If you could change anything about yourself what would it be?
Physical traits?
Mental capacity?
Income level?
Perhaps something spiritual?
This kind of question is not only common in processes that aim to help a person assess their life, but it is also the root of many stray thoughts that haunt our minds in moments when our attention drifts. We often wonder if we could have made a better decision, been quicker to act in a certain scenario, been on the positive side of a situation instead of the tragic side, etc… This is a confrontation with emotions like regret, doubt and futility.
But what if the question were different? What if you were asked: what are the things about yourself that you wouldn’t change no matter the consequences? And what if we were told that this was not a question regarding things outside of us like our friends and family members, our profession, or our opportunities, but this was to be answered with the internal and DNA level qualities that we were created with. Would the answer become more difficult or more simple?
Add in the popular perspective of traditional Christianity, which has a tendency to believe that salvation is supposed to mean that everything about us changes and becomes “holy” (despite the widespread ignorance of what that term really means), and the question of what it is about us that doesn’t need to be changed, or what is truly beneficial becomes much more difficult. We can easily believe that all of our natural inclinations and ways of thinking and acting are really just rough drafts in need of a total rewrite by God’s salvific pen in order to render us good or right or useful. But this is not necessarily the case.
In the Old Testament God is often referred to this way: “the God of Abraham, Isaac, and Jacob.” This title carries many implications with it, but one that I had previously not considered was brought to my attention this morning. As I continued reading a commentary on the book of Genesis I came across this fascinating perspective:
Isaac’s father Abram/Abraham and his son Jacob/Israel have their names changed, but Isaac does not. The reason appears to be that Abraham’s and Jacob’s names are changed by God, but Isaac’s name is given…by God in the first place.
– Richard Elliot Friedman
As I considered what Friedman was saying it occurred to me that we are, as individuals, a picture of these three generations of family. There are indeed many things that God does in our lives, things that only He can do, powerful ways in which He changes, redeems, fixes, and resurrects us when we surrender ourselves to Christ. But that is not all that we are made of. There are some things, perhaps many things, about us that are not in need of change but are good things in need of a renewed context. Our unique personality traits, our ways of thinking and processing information, our abilities and talents are all things that God gave us from the beginning. God named Isaac, Abraham did not, and so there was no need for Isaac’s name to be changed. God made you funny, artistic, serious, influential, good with people, or reflective long before you had a chance to run away from Him. Could it not be that He has no intention of changing those things that He created you to be, but to change those things that you became on your own?

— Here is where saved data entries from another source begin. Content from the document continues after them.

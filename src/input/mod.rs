use std::io;
use std::path::{Path, PathBuf};
use thiserror::Error;
use tracing::debug;

#[derive(Error, Debug)]
pub enum LoadError {
    #[error("Input file '{}' not found", .0.display())]
    FileNotFound(PathBuf),

    #[error("File '{}' is not valid UTF-8 (invalid byte sequence at offset {offset})", .path.display())]
    InvalidEncoding { path: PathBuf, offset: usize },

    #[error("PDF parse error: {0}")]
    PdfParse(String),

    #[error("EPUB parse error: {0}")]
    EpubParse(String),

    #[error("Failed to read '{}': {source}", .path.display())]
    Io { path: PathBuf, source: io::Error },
}

/// Decoded input text, ready for tokenization.
#[derive(Debug, Clone, PartialEq, Eq)]
pub struct LoadedDocument {
    pub content: String,
    pub source: String,
}

/// Input formats recognized by file extension.
#[derive(Debug, Clone, Copy, PartialEq, Eq)]
pub enum InputFormat {
    Text,
    Pdf,
    Epub,
}

impl InputFormat {
    pub fn from_path(path: &Path) -> Self {
        let ext = path
            .extension()
            .and_then(|ext| ext.to_str())
            .map(str::to_ascii_lowercase);
        match ext.as_deref() {
            Some("pdf") => InputFormat::Pdf,
            Some("epub") => InputFormat::Epub,
            _ => InputFormat::Text,
        }
    }
}

/// Load `path`, picking the decoder from its extension.
pub fn load(path: impl AsRef<Path>) -> Result<LoadedDocument, LoadError> {
    let path = path.as_ref();
    let format = InputFormat::from_path(path);
    debug!(path = %path.display(), ?format, "loading input");

    match format {
        InputFormat::Text => text::load(path),
        InputFormat::Pdf => pdf::load(path),
        InputFormat::Epub => epub::load(path),
    }
}

pub mod epub;
pub mod pdf;
pub mod text;
use crate::config::{Config, OutputTarget};
use crate::diagnostics;
use crate::error::AppError;
use crate::input;
use crate::output::TokenSink;
use crate::tokenizer::{tokenize, Tokens};
use std::io::{self, Write};
use tracing::{debug, info};

/// Load the configured input, tokenize it and write the token lines.
///
/// Returns the number of tokens written. The output destination is only
/// opened once the input has been loaded, so a bad input never creates or
/// touches the output file.
pub fn run(config: &Config) -> Result<usize, AppError> {
    let doc = input::load(&config.input)?;
    info!(source = %doc.source, bytes = doc.content.len(), "input loaded");

    let mut sink = TokenSink::open(&config.output).map_err(|source| match &config.output {
        OutputTarget::File(path) => AppError::OutputOpen {
            path: path.clone(),
            source,
        },
        OutputTarget::Stdout => AppError::Write(source),
    })?;

    let count = process(&doc.content, config.test_mode, &mut sink, &mut io::stdout())?;
    sink.finish().map_err(AppError::Write)?;

    info!(count, "tokens written");
    Ok(count)
}

/// Tokenize `content` into `sink`.
///
/// In test mode the input and any anomalous tokens are reported to `diag`
/// before the first token line is written.
pub fn process<O: Write, D: Write>(
    content: &str,
    test_mode: bool,
    sink: &mut TokenSink<O>,
    diag: &mut D,
) -> Result<usize, AppError> {
    if !test_mode {
        return sink
            .write_all(Tokens::new(content.chars()))
            .map_err(AppError::Write);
    }

    let tokens = tokenize(content);
    let anomalies = diagnostics::inspect(&tokens);
    debug!(tokens = tokens.len(), anomalies = anomalies.len(), "test mode inspection");

    diagnostics::report(diag, content, &anomalies)
        .and_then(|()| diag.flush())
        .map_err(AppError::Write)?;

    sink.write_all(&tokens).map_err(AppError::Write)
}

Perhaps there are some of us who are desperately trying to be someone we were never created to be, and we feel awkward in those attempts. We believe that being “saved” means we leave our sense of humor, or love for art, or gift for striking up conversations with strangers behind and become an android-ish character in God’s kindgom. And maybe, just maybe, our attempts at becoming “different” in these ways are not failing because we are failures, but those attempts at change are failing because God loves us enough to not let us succeed in suppressing who He created us to be from the beginning of our lives.
Everything in your life doesn’t have to change when Jesus redeems you. Many things do change, that is to say that many things, “Abrams” and “Jacobs,” in us are put to death and resurrected in beautiful and godly forms. But God creates us unique and, I believe, looks forward to the day of our salvation so those “Isaac” qualities can actually be used in the context of grace. Salvation brings life change, but it should also illuminate what God created in us that was right from the beginning. There is the task of sorting through those things, certainly, but it is important that we begin knowing that we have been fearfully and wonderfully made, not just fearfully and wonderfully re-made.